Only the lines from the start of the entries through the line with "fn jane() ->" are wanted; please output them exactly.

Stored items from a collection
= Beginning of Section =

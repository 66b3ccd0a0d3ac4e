// Copyright (c) 2026 - present Nicholas D. Crosbie
// SPDX-License-Identifier: MIT

//! Integration tests for self-review-git
//!
//! These tests build real repositories on disk with controlled timestamps
//! and exercise discovery, identity resolution and extraction end to end.

mod common;

use std::collections::BTreeSet;

use common::{RepoBuilder, TempTestDir, date};
use self_review_git::{
    AuthorFilter, AuthorMatchMode, Commit, Cursor, GitError, GitRepo, Locator, RepoIdentity,
    WalkOptions,
};
use similar_asserts::assert_eq;

fn jane() -> AuthorFilter {
    AuthorFilter::new("jane", AuthorMatchMode::Token).expect("valid author")
}

fn collect(repo: &GitRepo, options: &WalkOptions) -> Vec<Commit> {
    repo.commits(options)
        .expect("walk")
        .collect::<Result<Vec<_>, _>>()
        .expect("extract")
}

fn hashes(commits: &[Commit]) -> Vec<String> {
    commits.iter().map(|c| c.hash.clone()).collect()
}

// ============================================================================
// Extraction
// ============================================================================

#[test]
fn test_extracts_only_matching_author_oldest_first() {
    let dir = TempTestDir::new("extract-author");
    let builder = RepoBuilder::init(&dir.join("proj"));
    let a = builder.jane("a.txt", "Add a", date(2025, 1, 15));
    builder.commit_at(
        "b.txt",
        "b",
        "Bob's change",
        ("Bob Smith", "bob@co.com"),
        date(2025, 2, 1),
    );
    let c = builder.jane("src/c.rs", "Add c\n\nWith a body", date(2025, 2, 20));

    let repo = GitRepo::open(builder.path()).expect("open");
    let commits = collect(&repo, &WalkOptions::default().by(jane()));

    assert_eq!(hashes(&commits), vec![a.to_string(), c.to_string()]);
    assert_eq!(commits[0].files_changed, vec!["a.txt".to_string()]);
    assert_eq!(commits[1].files_changed, vec!["src/c.rs".to_string()]);
    assert_eq!(commits[1].subject(), "Add c");
    assert_eq!(commits[1].message, "Add c\n\nWith a body");
    assert_eq!(commits[1].timestamp, date(2025, 2, 20));
    assert_eq!(commits[1].author_name, "Jane Doe");
    assert_eq!(commits[1].author_email, "jane@co.com");
    assert!(commits[0].parents.is_empty());
}

#[test]
fn test_token_and_substring_modes_differ() {
    let dir = TempTestDir::new("extract-modes");
    let builder = RepoBuilder::init(&dir.join("proj"));
    builder.jane("a.txt", "Add a", date(2025, 1, 15));

    let repo = GitRepo::open(builder.path()).expect("open");

    let token = AuthorFilter::new("jan", AuthorMatchMode::Token).expect("author");
    assert!(collect(&repo, &WalkOptions::default().by(token)).is_empty());

    let substring = AuthorFilter::new("jan", AuthorMatchMode::Substring).expect("author");
    assert_eq!(collect(&repo, &WalkOptions::default().by(substring)).len(), 1);
}

#[test]
fn test_cursor_hides_ancestors_not_older_timestamps() {
    let dir = TempTestDir::new("extract-cursor");
    let builder = RepoBuilder::init(&dir.join("proj"));
    builder.jane("a.txt", "Add a", date(2025, 1, 10));
    builder.jane("b.txt", "Add b", date(2025, 2, 10));

    let repo = GitRepo::open(builder.path()).expect("open");
    let first = collect(&repo, &WalkOptions::default().by(jane()));
    let cursor = Cursor::newest(&first).expect("cursor");

    let c = builder.jane("c.txt", "Add c", date(2025, 3, 10));
    // Committed after the cursor but carrying an older timestamp
    let backdated = builder.jane("d.txt", "Backdated", date(2025, 1, 5));

    let repo = GitRepo::open(builder.path()).expect("reopen");
    let second = collect(&repo, &WalkOptions::default().by(jane()).after(Some(cursor)));

    let got: BTreeSet<String> = hashes(&second).into_iter().collect();
    let want: BTreeSet<String> = [c.to_string(), backdated.to_string()].into();
    assert_eq!(got, want);
}

#[test]
fn test_refetch_with_newest_cursor_is_empty() {
    let dir = TempTestDir::new("extract-refetch");
    let builder = RepoBuilder::init(&dir.join("proj"));
    builder.jane("a.txt", "Add a", date(2025, 1, 10));
    builder.jane("b.txt", "Add b", date(2025, 2, 10));

    let repo = GitRepo::open(builder.path()).expect("open");
    let all = collect(&repo, &WalkOptions::default().by(jane()));
    let cursor = Cursor::newest(&all);

    assert!(collect(&repo, &WalkOptions::default().by(jane()).after(cursor)).is_empty());
}

#[test]
fn test_rewritten_history_falls_back_to_timestamp() {
    let dir = TempTestDir::new("extract-rewrite");
    let builder = RepoBuilder::init(&dir.join("proj"));
    let a = builder.jane("a.txt", "Add a", date(2025, 1, 10));
    builder.jane("b.txt", "Add b", date(2025, 1, 20));

    let repo = GitRepo::open(builder.path()).expect("open");
    let cursor = Cursor::newest(&collect(&repo, &WalkOptions::default())).expect("cursor");

    // Drop b from history and build on a instead
    builder.reset_hard(a);
    let c = builder.jane("c.txt", "Add c", date(2025, 1, 25));
    let d = builder.jane("d.txt", "Add d", date(2025, 2, 1));

    let repo = GitRepo::open(builder.path()).expect("reopen");
    let commits = collect(&repo, &WalkOptions::default().by(jane()).after(Some(cursor)));

    assert_eq!(hashes(&commits), vec![c.to_string(), d.to_string()]);
}

#[test]
fn test_merge_commit_reports_diff_against_first_parent() {
    let dir = TempTestDir::new("extract-merge");
    let builder = RepoBuilder::init(&dir.join("proj"));
    let a = builder.jane("a.txt", "Add a", date(2025, 1, 1));
    let b = builder.jane("b.txt", "Add b", date(2025, 1, 2));
    builder.branch("feature", b);
    builder.reset_hard(a);
    builder.jane("c.txt", "Add c", date(2025, 1, 3));
    let merge = builder.merge_at("b.txt", "Add b", "Merge feature", b, date(2025, 1, 4));

    let repo = GitRepo::open(builder.path()).expect("open");
    let commits = collect(&repo, &WalkOptions::default());
    let commit = commits
        .iter()
        .find(|c| c.hash == merge.to_string())
        .expect("merge commit");

    assert_eq!(commit.parents.len(), 2);
    assert_eq!(commit.files_changed, vec!["b.txt".to_string()]);
}

#[test]
fn test_since_until_window_and_limit() {
    let dir = TempTestDir::new("extract-window");
    let builder = RepoBuilder::init(&dir.join("proj"));
    builder.jane("a.txt", "Add a", date(2024, 12, 31));
    let b = builder.jane("b.txt", "Add b", date(2025, 1, 1));
    let c = builder.jane("c.txt", "Add c", date(2025, 6, 30));
    builder.jane("d.txt", "Add d", date(2026, 1, 1));

    let repo = GitRepo::open(builder.path()).expect("open");
    let window = WalkOptions::default()
        .since(date(2025, 1, 1))
        .until(date(2026, 1, 1));
    assert_eq!(
        hashes(&collect(&repo, &window)),
        vec![b.to_string(), c.to_string()]
    );

    let first = WalkOptions::first(1).since(date(2025, 1, 1)).without_files();
    let commits = collect(&repo, &first);
    assert_eq!(hashes(&commits), vec![b.to_string()]);
    assert!(commits[0].files_changed.is_empty());
}

#[test]
fn test_empty_repository_yields_nothing() {
    let dir = TempTestDir::new("extract-empty");
    let builder = RepoBuilder::init(&dir.join("proj"));

    let repo = GitRepo::open(builder.path()).expect("open");
    assert!(collect(&repo, &WalkOptions::default()).is_empty());
    assert!(!repo.has_commits_by(&jane(), date(2025, 1, 1), date(2026, 1, 1)).expect("scan"));
    assert!(matches!(
        repo.resolve_identity(),
        Err(GitError::Unidentifiable { .. })
    ));
}

#[test]
fn test_has_commits_by_respects_window() {
    let dir = TempTestDir::new("has-commits");
    let builder = RepoBuilder::init(&dir.join("proj"));
    builder.jane("a.txt", "Add a", date(2024, 6, 1));
    builder.commit_at("b.txt", "b", "Bob", ("Bob Smith", "bob@co.com"), date(2025, 3, 1));

    let repo = GitRepo::open(builder.path()).expect("open");
    let bob = AuthorFilter::new("bob", AuthorMatchMode::Token).expect("author");

    assert!(!repo.has_commits_by(&jane(), date(2025, 1, 1), date(2026, 1, 1)).expect("scan"));
    assert!(repo.has_commits_by(&jane(), date(2024, 1, 1), date(2025, 1, 1)).expect("scan"));
    assert!(repo.has_commits_by(&bob, date(2025, 1, 1), date(2026, 1, 1)).expect("scan"));
}

#[test]
fn test_has_commits_by_sees_past_skewed_clock() {
    let dir = TempTestDir::new("has-commits-skew");
    let builder = RepoBuilder::init(&dir.join("proj"));
    builder.jane("a.txt", "Add a", date(2025, 6, 1));
    // Child committed on a machine whose clock was a year behind.
    builder.commit_at("b.txt", "b", "Bob", ("Bob Smith", "bob@co.com"), date(2024, 1, 1));

    let repo = GitRepo::open(builder.path()).expect("open");
    assert!(repo.has_commits_by(&jane(), date(2025, 1, 1), date(2026, 1, 1)).expect("scan"));
}

#[test]
fn test_open_non_repository() {
    let dir = TempTestDir::new("open-missing");
    assert!(matches!(
        GitRepo::open(dir.path()),
        Err(GitError::RepositoryNotFound { .. })
    ));
}

// ============================================================================
// Identity and worktrees
// ============================================================================

#[test]
fn test_identity_prefers_remote_then_root_commit() {
    let dir = TempTestDir::new("identity");
    let builder = RepoBuilder::init(&dir.join("proj"));
    let root = builder.jane("a.txt", "Add a", date(2025, 1, 1));

    let repo = GitRepo::open(builder.path()).expect("open");
    assert_eq!(
        repo.resolve_identity().expect("identity"),
        RepoIdentity::from_root_commit(&root.to_string())
    );

    builder.set_origin("git@github.com:Acme/Proj.git");
    let repo = GitRepo::open(builder.path()).expect("reopen");
    let identity = repo.resolve_identity().expect("identity");
    assert_eq!(identity.as_str(), "github.com/acme/proj");
}

#[test]
fn test_worktree_resolves_to_primary_identity() {
    let dir = TempTestDir::new("worktree-identity");
    let builder = RepoBuilder::init(&dir.join("proj"));
    builder.jane("a.txt", "Add a", date(2025, 1, 1));
    let wt_path = builder.add_worktree("feature", &dir.join("proj-feature"));

    let primary = GitRepo::open(builder.path()).expect("open primary");
    let worktree = GitRepo::open(&wt_path).expect("open worktree");

    assert!(!primary.is_worktree());
    assert!(worktree.is_worktree());
    assert!(worktree.primary_workdir().is_some());
    assert_eq!(
        worktree.resolve_identity().expect("worktree identity"),
        primary.resolve_identity().expect("primary identity")
    );
}

#[test]
fn test_worktree_commits_visible_from_primary() {
    let dir = TempTestDir::new("worktree-commits");
    let builder = RepoBuilder::init(&dir.join("proj"));
    builder.jane("a.txt", "Add a", date(2025, 1, 1));
    let wt_path = builder.add_worktree("feature", &dir.join("proj-feature"));

    let wt = RepoBuilder::open(&wt_path);
    let on_branch = wt.jane("f.txt", "Feature work", date(2025, 1, 5));

    let primary = GitRepo::open(builder.path()).expect("open primary");
    let commits = collect(&primary, &WalkOptions::default().by(jane()));
    assert!(hashes(&commits).contains(&on_branch.to_string()));
}

// ============================================================================
// Discovery
// ============================================================================

#[test]
fn test_locator_collapses_worktrees_to_primary() {
    let dir = TempTestDir::new("locate-worktrees");
    let builder = RepoBuilder::init(&dir.join("proj"));
    builder.jane("a.txt", "Add a", date(2025, 1, 1));
    builder.set_origin("git@github.com:acme/proj.git");
    builder.add_worktree("wt1", &dir.join("proj-wt1"));
    builder.add_worktree("wt2", &dir.join("proj-wt2"));

    let discovery = Locator::new(dir.path()).locate().expect("locate");

    assert_eq!(discovery.repos.len(), 1);
    let located = &discovery.repos[0];
    assert_eq!(located.identity.as_str(), "github.com/acme/proj");
    assert_eq!(
        located.path,
        builder.path().canonicalize().expect("canonical")
    );
    assert!(!located.is_worktree);
    assert_eq!(located.duplicates.len(), 2);
}

#[test]
fn test_locator_collapses_clones_with_equivalent_remotes() {
    let dir = TempTestDir::new("locate-clones");
    let one = RepoBuilder::init(&dir.join("one"));
    one.jane("a.txt", "Add a", date(2025, 1, 1));
    one.set_origin("https://github.com/acme/proj.git");
    let two = RepoBuilder::init(&dir.join("two"));
    two.jane("b.txt", "Add b", date(2025, 1, 2));
    two.set_origin("git@github.com:acme/proj");

    let discovery = Locator::new(dir.path()).locate().expect("locate");

    assert_eq!(discovery.repos.len(), 1);
    assert_eq!(discovery.repos[0].duplicates.len(), 1);
}

#[test]
fn test_locator_org_filter() {
    let dir = TempTestDir::new("locate-org");
    let acme = RepoBuilder::init(&dir.join("acme-proj"));
    acme.jane("a.txt", "Add a", date(2025, 1, 1));
    acme.set_origin("git@github.com:acme/proj.git");
    let other = RepoBuilder::init(&dir.join("other-tool"));
    other.jane("a.txt", "Add a", date(2025, 1, 1));
    other.set_origin("https://github.com/other/tool.git");
    let local = RepoBuilder::init(&dir.join("scratch"));
    local.jane("a.txt", "Add a", date(2025, 1, 1));

    let all = Locator::new(dir.path()).locate().expect("locate");
    assert_eq!(all.repos.len(), 3);

    let filtered = Locator::new(dir.path())
        .org(Some("acme"))
        .locate()
        .expect("locate");
    assert_eq!(filtered.repos.len(), 1);
    assert_eq!(filtered.repos[0].identity.as_str(), "github.com/acme/proj");
}

#[test]
fn test_locator_does_not_descend_into_repositories() {
    let dir = TempTestDir::new("locate-nested");
    let outer = RepoBuilder::init(&dir.join("outer"));
    outer.jane("a.txt", "Add a", date(2025, 1, 1));
    let inner = RepoBuilder::init(&dir.join("outer/vendor/inner"));
    inner.jane("b.txt", "Add b", date(2025, 1, 1));

    let discovery = Locator::new(dir.path()).locate().expect("locate");

    assert_eq!(discovery.repos.len(), 1);
    assert!(discovery.repos[0].path.ends_with("outer"));
}

#[test]
fn test_locator_skips_broken_and_empty_repositories() {
    let dir = TempTestDir::new("locate-broken");
    let good = RepoBuilder::init(&dir.join("good"));
    good.jane("a.txt", "Add a", date(2025, 1, 1));
    std::fs::create_dir_all(dir.join("broken/.git")).expect("create broken repo");
    RepoBuilder::init(&dir.join("empty"));

    let discovery = Locator::new(dir.path()).locate().expect("locate");

    assert_eq!(discovery.repos.len(), 1);
    assert!(discovery.repos[0].path.ends_with("good"));
    let skipped: Vec<_> = discovery
        .skipped
        .iter()
        .filter_map(|s| s.path.file_name())
        .map(|n| n.to_string_lossy().into_owned())
        .collect();
    assert!(skipped.contains(&"broken".to_string()));
    assert!(skipped.contains(&"empty".to_string()));
}

#[test]
fn test_locator_respects_max_depth() {
    let dir = TempTestDir::new("locate-depth");
    let deep = RepoBuilder::init(&dir.join("a/b/c/deep"));
    deep.jane("a.txt", "Add a", date(2025, 1, 1));

    let shallow = Locator::new(dir.path()).max_depth(2).locate().expect("locate");
    assert!(shallow.repos.is_empty());

    let full = Locator::new(dir.path()).max_depth(4).locate().expect("locate");
    assert_eq!(full.repos.len(), 1);
}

= End of Section =

» **Answer box**:
repository 66b3ccd0a0d3ac4e
// Copyright (c) 2026 - present Nicholas D. Crosbie
// SPDX-License-Identifier: MIT

//! Integration tests for self-review-git
//!
//! These tests build real repositories on disk with controlled timestamps
//! and exercise discovery, identity resolution and extraction end to end.

mod common;

use std::collections::BTreeSet;

use common::{RepoBuilder, TempTestDir, date};
use self_review_git::{
    AuthorFilter, AuthorMatchMode, Commit, Cursor, GitError, GitRepo, Locator, RepoIdentity,
    WalkOptions,
};
use similar_asserts::assert_eq;

fn jane() -> AuthorFilter {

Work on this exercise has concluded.